▶ [Task instructions]
Search the material below for the string "relative". Return every line that holds it.
# # # #
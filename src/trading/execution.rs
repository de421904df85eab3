//! Simulated order-book execution.
//!
//! Fills walk a per-symbol limit book: price impact scales with order
//! size relative to top-of-book depth, consumed levels replenish around
//! the last traded price.

use std::collections::HashMap;
use std::time::Duration;

use chrono::{DateTime, Utc};
use rand::rngs::StdRng;
use rand::{Rng, SeedableRng};
use serde::{Deserialize, Serialize};
use thiserror::Error;
use tracing::{debug, info, warn};
use uuid::Uuid;

use crate::agents::TradeAction;
use crate::config::Config;

use super::TradingDecision;

/// Depth below which a level is considered exhausted and replenished
const REPLENISH_THRESHOLD: f64 = 0.1;

const BOOK_DEPTH: usize = 5;

#[derive(Debug, Error, PartialEq, Eq)]
pub enum ExecutionError {
    #[error("no order book available for {0}")]
    UnknownSymbol(String),

    #[error("order book for {0} has no liquidity")]
    EmptyBook(String),
}

/// One price level of the simulated book
#[derive(Debug, Clone, Serialize, Deserialize)]
pub struct BookLevel {
    pub price: f64,
    pub quantity: f64,
}

/// Simulated limit order book for one symbol
#[derive(Debug, Clone, Serialize, Deserialize)]
pub struct OrderBook {
    pub symbol: String,
    /// Best bid first, descending prices
    pub bids: Vec<BookLevel>,
    /// Best ask first, ascending prices
    pub asks: Vec<BookLevel>,
    pub last_price: f64,
    /// Absolute per-level price increment (0.1% of the seed price)
    pub spread: f64,
    pub volume_24h: u64,
    pub updated_at: DateTime<Utc>,
}

impl OrderBook {
    /// Seed a fresh book around a base price: five levels per side,
    /// spaced one spread apart, with random depth per level.
    fn seeded(symbol: &str, base_price: f64, rng: &mut StdRng) -> Self {
        let spread = base_price * 0.001;
        let mut bids = Vec::with_capacity(BOOK_DEPTH);
        let mut asks = Vec::with_capacity(BOOK_DEPTH);

        for i in 0..BOOK_DEPTH {
            let offset = spread * (i + 1) as f64;
            bids.push(BookLevel {
                price: base_price - offset,
                quantity: level_quantity(symbol, rng),
            });
            asks.push(BookLevel {
                price: base_price + offset,
                quantity: level_quantity(symbol, rng),
            });
        }

        Self {
            symbol: symbol.to_string(),
            bids,
            asks,
            last_price: base_price,
            spread,
            volume_24h: rng.gen_range(1_000_000..5_000_000),
            updated_at: Utc::now(),
        }
    }

    pub fn best_bid(&self) -> Option<&BookLevel> {
        self.bids.first()
    }

    pub fn best_ask(&self) -> Option<&BookLevel> {
        self.asks.first()
    }

    /// Consume liquidity from one side, front levels first
    fn consume(&mut self, action: TradeAction, quantity: f64) {
        let levels = match action {
            TradeAction::Buy => &mut self.asks,
            TradeAction::Sell => &mut self.bids,
            TradeAction::Hold => return,
        };

        let mut remaining = quantity;
        for level in levels.iter_mut() {
            if remaining <= 0.0 {
                break;
            }
            let taken = level.quantity.min(remaining);
            level.quantity -= taken;
            remaining -= taken;
        }
    }

    /// Refill exhausted levels with fresh depth, re-priced around the
    /// last traded price with a little jitter.
    fn replenish(&mut self, rng: &mut StdRng) {
        let base_price = self.last_price;
        let spread = self.spread;
        let symbol = self.symbol.clone();

        for (i, bid) in self.bids.iter_mut().enumerate() {
            if bid.quantity < REPLENISH_THRESHOLD {
                bid.quantity = level_quantity(&symbol, rng);
                bid.price = base_price - spread * (i + 1) as f64 * rng.gen_range(0.9..1.1);
            }
        }
        for (i, ask) in self.asks.iter_mut().enumerate() {
            if ask.quantity < REPLENISH_THRESHOLD {
                ask.quantity = level_quantity(&symbol, rng);
                ask.price = base_price + spread * (i + 1) as f64 * rng.gen_range(0.9..1.1);
            }
        }
    }
}

fn level_quantity(symbol: &str, rng: &mut StdRng) -> f64 {
    if symbol.contains("BTC") {
        rng.gen_range(0.5..2.0)
    } else {
        rng.gen_range(10.0..50.0)
    }
}

/// Record of one execution attempt. Failed attempts carry a zero
/// execution price so success-rate stats stay meaningful.
#[derive(Debug, Clone, Serialize, Deserialize)]
pub struct ExecutionRecord {
    pub order_id: String,
    pub symbol: String,
    pub action: TradeAction,
    pub quantity: f64,
    pub target_price: f64,
    pub execution_price: f64,
    /// Slippage from the reference (best bid/ask) price, in percent
    pub slippage_percent: f64,
    pub confidence: f64,
    pub timestamp: DateTime<Utc>,
}

impl ExecutionRecord {
    pub fn succeeded(&self) -> bool {
        self.execution_price > 0.0
    }
}

/// Per-symbol slippage aggregates
#[derive(Debug, Clone, Default, Serialize, Deserialize)]
pub struct SlippageStats {
    pub total_trades: usize,
    pub total_slippage: f64,
    pub max_slippage: f64,
    pub min_slippage: f64,
}

impl SlippageStats {
    pub fn average_slippage(&self) -> f64 {
        if self.total_trades == 0 {
            0.0
        } else {
            self.total_slippage / self.total_trades as f64
        }
    }
}

/// Aggregate execution statistics
#[derive(Debug, Clone, Serialize, Deserialize)]
pub struct ExecutionStats {
    pub total_trades: usize,
    pub successful_trades: usize,
    /// Percent of attempts that filled
    pub success_rate: f64,
    pub average_slippage: f64,
    pub slippage_by_symbol: HashMap<String, SlippageStats>,
}

/// Top-of-book view for status reporting
#[derive(Debug, Clone, Serialize, Deserialize)]
pub struct BookSummary {
    pub symbol: String,
    pub best_bid: f64,
    pub best_ask: f64,
    pub spread: f64,
    pub mid_price: f64,
    pub bid_depth: f64,
    pub ask_depth: f64,
    pub last_price: f64,
    pub volume_24h: u64,
}

/// Single-writer execution engine: owns the simulated books and the
/// execution history.
pub struct ExecutionEngine {
    books: HashMap<String, OrderBook>,
    history: Vec<ExecutionRecord>,
    slippage_stats: HashMap<String, SlippageStats>,
    rng: StdRng,
    sim_time_scale: f64,
}

impl ExecutionEngine {
    pub fn new(config: &Config) -> Self {
        Self::with_rng(config, StdRng::from_entropy())
    }

    pub fn with_rng(config: &Config, mut rng: StdRng) -> Self {
        let books = HashMap::from([
            (
                "BTC-USD".to_string(),
                OrderBook::seeded("BTC-USD", 49_500.0, &mut rng),
            ),
            (
                "ETH-USD".to_string(),
                OrderBook::seeded("ETH-USD", 2_850.0, &mut rng),
            ),
        ]);

        Self {
            books,
            history: Vec::new(),
            slippage_stats: HashMap::new(),
            rng,
            sim_time_scale: config.sim_time_scale,
        }
    }

    /// Install a book directly (test/fixture support)
    pub fn insert_book(&mut self, book: OrderBook) {
        self.books.insert(book.symbol.clone(), book);
    }

    pub fn book_summary(&self, symbol: &str) -> Option<BookSummary> {
        let book = self.books.get(symbol)?;
        let best_bid = book.best_bid().map(|l| l.price).unwrap_or(0.0);
        let best_ask = book.best_ask().map(|l| l.price).unwrap_or(0.0);

        Some(BookSummary {
            symbol: symbol.to_string(),
            best_bid,
            best_ask,
            spread: best_ask - best_bid,
            mid_price: (best_bid + best_ask) / 2.0,
            bid_depth: book.bids.iter().map(|l| l.quantity).sum(),
            ask_depth: book.asks.iter().map(|l| l.quantity).sum(),
            last_price: book.last_price,
            volume_24h: book.volume_24h,
        })
    }

    /// Execute a trading decision against its symbol's book.
    ///
    /// On success the book is mutated (liquidity consumed, last price
    /// updated, exhausted levels replenished). Failures leave the books
    /// untouched but are still recorded.
    pub async fn execute(
        &mut self,
        decision: &TradingDecision,
    ) -> Result<ExecutionRecord, ExecutionError> {
        let order_id = format!("ORD-{}", Uuid::new_v4());

        let priced = self.price_fill(decision);
        let (execution_price, slippage_percent) = match priced {
            Ok(fill) => fill,
            Err(error) => {
                warn!(
                    symbol = %decision.symbol,
                    %error,
                    "execution failed"
                );
                self.record(ExecutionRecord {
                    order_id,
                    symbol: decision.symbol.clone(),
                    action: decision.action,
                    quantity: decision.quantity,
                    target_price: decision.target_price,
                    execution_price: 0.0,
                    slippage_percent: 0.0,
                    confidence: decision.confidence,
                    timestamp: Utc::now(),
                });
                return Err(error);
            }
        };

        // Simulated fill latency
        if self.sim_time_scale > 0.0 {
            let delay = self.rng.gen_range(0.1..0.5) * self.sim_time_scale;
            tokio::time::sleep(Duration::from_secs_f64(delay)).await;
        }

        if let Some(book) = self.books.get_mut(&decision.symbol) {
            book.consume(decision.action, decision.quantity);
            book.last_price = execution_price;
            book.replenish(&mut self.rng);
            book.updated_at = Utc::now();
        }

        let record = ExecutionRecord {
            order_id,
            symbol: decision.symbol.clone(),
            action: decision.action,
            quantity: decision.quantity,
            target_price: decision.target_price,
            execution_price,
            slippage_percent,
            confidence: decision.confidence,
            timestamp: Utc::now(),
        };

        info!(
            order_id = %record.order_id,
            symbol = %record.symbol,
            action = %record.action,
            quantity = record.quantity,
            execution_price = record.execution_price,
            slippage_percent = record.slippage_percent,
            "order filled"
        );

        self.record(record.clone());
        Ok(record)
    }

    /// Compute the fill price for a decision without mutating the book.
    ///
    /// Slippage is half the spread, scaled by the order's size relative
    /// to top-of-book depth (capped at 5x) and a random volatility
    /// factor. Buys fill above the best ask, sells below the best bid.
    fn price_fill(&mut self, decision: &TradingDecision) -> Result<(f64, f64), ExecutionError> {
        let book = self
            .books
            .get(&decision.symbol)
            .ok_or_else(|| ExecutionError::UnknownSymbol(decision.symbol.clone()))?;

        let top = match decision.action {
            TradeAction::Buy => book.best_ask(),
            _ => book.best_bid(),
        }
        .ok_or_else(|| ExecutionError::EmptyBook(decision.symbol.clone()))?;

        let reference_price = top.price;
        let size_ratio = if top.quantity > 0.0 {
            decision.quantity / top.quantity
        } else {
            0.0
        };

        let base_slippage = book.spread * 0.5;
        let size_slippage = base_slippage * (size_ratio * 2.0).min(5.0);
        let volatility_factor = self.rng.gen_range(0.8..1.2);
        let total_slippage = size_slippage * volatility_factor;

        let execution_price = match decision.action {
            TradeAction::Buy => reference_price + total_slippage,
            _ => reference_price - total_slippage,
        };
        let slippage_percent = (execution_price - reference_price).abs() / reference_price * 100.0;

        debug!(
            symbol = %decision.symbol,
            reference_price,
            size_ratio,
            total_slippage,
            "fill priced"
        );

        Ok((execution_price, slippage_percent))
    }

    fn record(&mut self, record: ExecutionRecord) {
        if record.succeeded() {
            let stats = self.slippage_stats.entry(record.symbol.clone()).or_insert(
                SlippageStats {
                    min_slippage: f64::INFINITY,
                    ..SlippageStats::default()
                },
            );
            stats.total_trades += 1;
            stats.total_slippage += record.slippage_percent;
            stats.max_slippage = stats.max_slippage.max(record.slippage_percent);
            stats.min_slippage = stats.min_slippage.min(record.slippage_percent);
        }
        self.history.push(record);
    }

    pub fn history(&self) -> &[ExecutionRecord] {
        &self.history
    }

    pub fn stats(&self) -> ExecutionStats {
        let total_trades = self.history.len();
        if total_trades == 0 {
            return ExecutionStats {
                total_trades: 0,
                successful_trades: 0,
                success_rate: 0.0,
                average_slippage: 0.0,
                slippage_by_symbol: HashMap::new(),
            };
        }

        let successful_trades = self.history.iter().filter(|r| r.succeeded()).count();
        let total_slippage: f64 = self.history.iter().map(|r| r.slippage_percent).sum();

        ExecutionStats {
            total_trades,
            successful_trades,
            success_rate: successful_trades as f64 / total_trades as f64 * 100.0,
            average_slippage: total_slippage / total_trades as f64,
            slippage_by_symbol: self.slippage_stats.clone(),
        }
    }
}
# # # #
▶ [Written answer]
//! size relative to top-of-book depth, consumed levels replenish around
    /// Slippage is half the spread, scaled by the order's size relative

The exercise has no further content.